-
Race, Space, and the Law: Unmapping a White Settler Society (review)
- The Canadian Historical Review
- University of Toronto Press
- Volume 85, Number 1, March 2004
- pp. 189-191
- 10.1353/can.2004.0043
- Review
- Additional Information
- Purchase/rental options available:
The Canadian Historical Review 85.1 (2004) 189-191
[Access article in PDF]
Race, Space, and the Law: Unmapping a White Settler Society. Edited by Sherene Razack. Toronto, Ont.: Between the Lines 2002. Pp. x, 310, illus. $24.95
It wasn't that long ago that analyzing Canada's past as a chapter in colonialism was business-as-usual for historians. Imperial perspectives fell out of fashion over the course of the twentieth century as historians embraced continental and national explanatory frameworks. In the past few years scholars have begun to return to the terrain of empires, colonies, metropoles, and peripheries, although in new ways and, perhaps more important, with new political and intellectual goals. Sherene Razack's edited collection, Race, Space, and the Law: Unmapping a White Settler Society, represents an important contribution to this historiographical shift. [End Page 189]

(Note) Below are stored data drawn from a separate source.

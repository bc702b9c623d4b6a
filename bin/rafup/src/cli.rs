use clap::Parser;
use rafup_deploy::DeployTag;
use tracing::level_filters::LevelFilter;

/// The default target network (local Anvil/Hardhat node).
const DEFAULT_NETWORK: Network = Network::Localhost;

/// Networks the deployment table knows about.
#[derive(Debug, Clone, Copy, PartialEq, Eq, Hash, strum::Display, strum::EnumString)]
#[strum(serialize_all = "kebab-case")]
pub enum Network {
    Localhost,
    Sepolia,
}

impl Network {
    pub fn to_chain_id(&self) -> u64 {
        match self {
            Network::Localhost => 31337,
            Network::Sepolia => 11155111,
        }
    }
}

/// Where deployment transactions are sent.
#[derive(Debug, Clone, PartialEq, Eq, Hash, strum::Display, strum::EnumString)]
#[strum(serialize_all = "kebab-case")]
pub enum RpcProvider {
    PublicNode,
    #[strum(default)]
    Custom(String),
}

impl RpcProvider {
    pub fn to_rpc_url(&self, network: Network) -> anyhow::Result<String> {
        match self {
            RpcProvider::PublicNode if network == Network::Sepolia => {
                Ok("https://ethereum-sepolia-rpc.publicnode.com".to_string())
            }
            RpcProvider::PublicNode if network == Network::Localhost => {
                Ok("http://127.0.0.1:8545".to_string())
            }
            RpcProvider::PublicNode => {
                anyhow::bail!("No default RPC endpoint for network {}", network);
            }
            RpcProvider::Custom(url) => Ok(url.clone()),
        }
    }
}

/// Output data directory selection.
#[derive(Debug, Clone, PartialEq, Eq, Hash, strum::EnumString)]
#[strum(serialize_all = "kebab-case")]
pub enum OutData {
    TempDir,
    #[strum(default)]
    Path(String),
}

#[derive(Parser)]
#[command(name = "rafup")]
#[command(
    author,
    version,
    about = "Deploy the VRF-backed Raffle contracts in a few clicks"
)]
pub struct Cli {
    /// The verbosity level.
    #[arg(short, long, env = "RAFUP_VERBOSITY", default_value_t = LevelFilter::INFO)]
    pub verbosity: LevelFilter,

    /// The target network.
    #[arg(long, alias = "net", env = "RAFUP_NETWORK", default_value_t = DEFAULT_NETWORK)]
    pub network: Network,

    /// The RPC endpoint to deploy through.
    ///
    /// `public-node` picks a sensible default for the selected network
    /// (a publicnode.com endpoint for Sepolia, localhost:8545 for the
    /// development chain). Any other value is used as a custom URL.
    #[arg(long, alias = "rpc", env = "RAFUP_RPC_URL", default_value_t = RpcProvider::PublicNode)]
    pub rpc_provider: RpcProvider,

    /// A custom name for this deployment. If not provided, the deployment
    /// will be named: rafup-<adjective>-<noun>.
    #[arg(short, long, visible_alias = "name", env = "RAFUP_NAME")]
    pub deployment_name: Option<String>,

    /// Deployment tags selecting which steps run (comma-separated:
    /// all, mocks, raffle).
    #[arg(long, env = "RAFUP_TAGS", value_delimiter = ',', default_values_t = [DeployTag::All])]
    pub tags: Vec<DeployTag>,

    /// Redeploy contracts even when a matching deployment record exists.
    #[arg(long, env = "RAFUP_REDEPLOY", default_value_t = false)]
    pub redeploy: bool,

    /// The path to the output data directory (deployment records, saved
    /// configuration).
    ///
    /// If not provided, the data will be stored at: ./data-<deployment-name>
    #[arg(long, alias = "outdata", env = "RAFUP_OUTDATA")]
    pub outdata: Option<OutData>,

    /// Directory holding the compiled contract artifacts
    /// (Raffle.json, VRFCoordinatorV2Mock.json).
    #[arg(long, env = "RAFUP_ARTIFACTS", default_value = "artifacts")]
    pub artifacts: String,

    /// VRF subscription ID to use on live networks (overrides the
    /// network table entry).
    #[arg(long, alias = "sub-id", env = "RAFUP_SUBSCRIPTION_ID")]
    pub subscription_id: Option<u64>,

    /// Number of block confirmations to wait for after each deployment
    /// transaction (defaults to the network policy: 1 locally, 6 live).
    #[arg(long, env = "RAFUP_CONFIRMATIONS")]
    pub confirmations: Option<u64>,

    /// Skip explorer verification even when an API key is available.
    #[arg(long, env = "RAFUP_SKIP_VERIFY", default_value_t = false)]
    pub skip_verify: bool,

    /// Private key of the deployer account (required on live networks).
    #[arg(long, env = "RAFUP_PRIVATE_KEY", hide_env_values = true)]
    pub private_key: Option<String>,

    /// BIP-39 mnemonic for the deployer account (alternative to
    /// --private-key; account index 0 is used).
    #[arg(long, env = "RAFUP_MNEMONIC", hide_env_values = true)]
    pub mnemonic: Option<String>,

    /// Etherscan API key enabling source verification on live networks.
    #[arg(long, env = "ETHERSCAN_API_KEY", hide_env_values = true)]
    pub etherscan_api_key: Option<String>,

    /// Path to an existing Rafup.toml configuration file to load.
    ///
    /// When provided, the deployment uses the configuration from this file
    /// (with RAFUP_-prefixed environment overrides) instead of generating a
    /// new one from CLI arguments.
    #[arg(long, alias = "conf", env = "RAFUP_CONFIG")]
    pub config: Option<String>,
}

#[cfg(test)]
mod tests {
    use super::*;
    use std::str::FromStr;

    #[test]
    fn test_network_parsing() {
        assert_eq!(Network::from_str("localhost").unwrap(), Network::Localhost);
        assert_eq!(Network::from_str("sepolia").unwrap(), Network::Sepolia);
        assert!(Network::from_str("mainnet").is_err());
    }

    #[test]
    fn test_network_chain_ids() {
        assert_eq!(Network::Localhost.to_chain_id(), 31337);
        assert_eq!(Network::Sepolia.to_chain_id(), 11155111);
    }

    #[test]
    fn test_rpc_provider_defaults() {
        let url = RpcProvider::PublicNode.to_rpc_url(Network::Sepolia).unwrap();
        assert!(url.contains("publicnode.com"));

        let url = RpcProvider::PublicNode
            .to_rpc_url(Network::Localhost)
            .unwrap();
        assert_eq!(url, "http://127.0.0.1:8545");
    }

    #[test]
    fn test_rpc_provider_custom_url_passthrough() {
        let provider = RpcProvider::from_str("http://10.0.0.5:8545").unwrap();
        assert_eq!(provider, RpcProvider::Custom("http://10.0.0.5:8545".to_string()));
        assert_eq!(
            provider.to_rpc_url(Network::Localhost).unwrap(),
            "http://10.0.0.5:8545"
        );
    }

    #[test]
    fn test_outdata_parsing() {
        assert_eq!(OutData::from_str("temp-dir").unwrap(), OutData::TempDir);
        assert_eq!(
            OutData::from_str("./data").unwrap(),
            OutData::Path("./data".to_string())
        );
    }
}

Razack's introductory essay positions the essays as collectively examining 'how place becomes race through the law' in a white settler society. Her framing of Canada as a white settler society rejects the unhelpful and too-common separation of Aborigional and migrant issues. Razack argues that the dominant ideology of settler imperialism consigns Aborigional peoples 'forever to an earlier space and time,' positions people of colour as terminal 'late arrivals,' and attributes both agency and innocence to European settlers. The task of the essays that follow, she argues, is to 'unmap' these connections by challenging 'the racelessness of the law and the amnesia that allows white subjects to be produced as innocent, entitled, rational, and legitimate.'
A major analytic tool used for this 'unmapping' is history. Bonita Lawrence's 'Rewriting Histories of the Land: Colonization and Indigenous Resistance in Eastern Canada' offers a new treatment of secondary studies and a suggestive call for a scholarship where indigenous communities are 'final arbiters of their own histories.' Renisa Mawani utilizes the records of the late nineteenth and early twentieth-century state to craft a careful analysis of how liquor laws in British Columbia worked to produce racial subjects and limit the abilities of 'Indians' to make claims on the state. Mona Oikawa's provocative 'Cartographies of Violence: Women, Memory, and the Subject(s) of the "Internment"' examines the testimonies of Japanese Canadian women to reinterpret the incarceration of the Second World War and provide a powerful 'counter-map to a sanitized landscape of national forgetting.' Jennifer J. Nelson also deals with racialized space and memory, in this case the African Canadian community of Africville. She argues that Africville was legally regulated as a 'degenerate site' from the outset and that we must 'insist that history be alive and visible' if we want to resist the official story of racism and poverty.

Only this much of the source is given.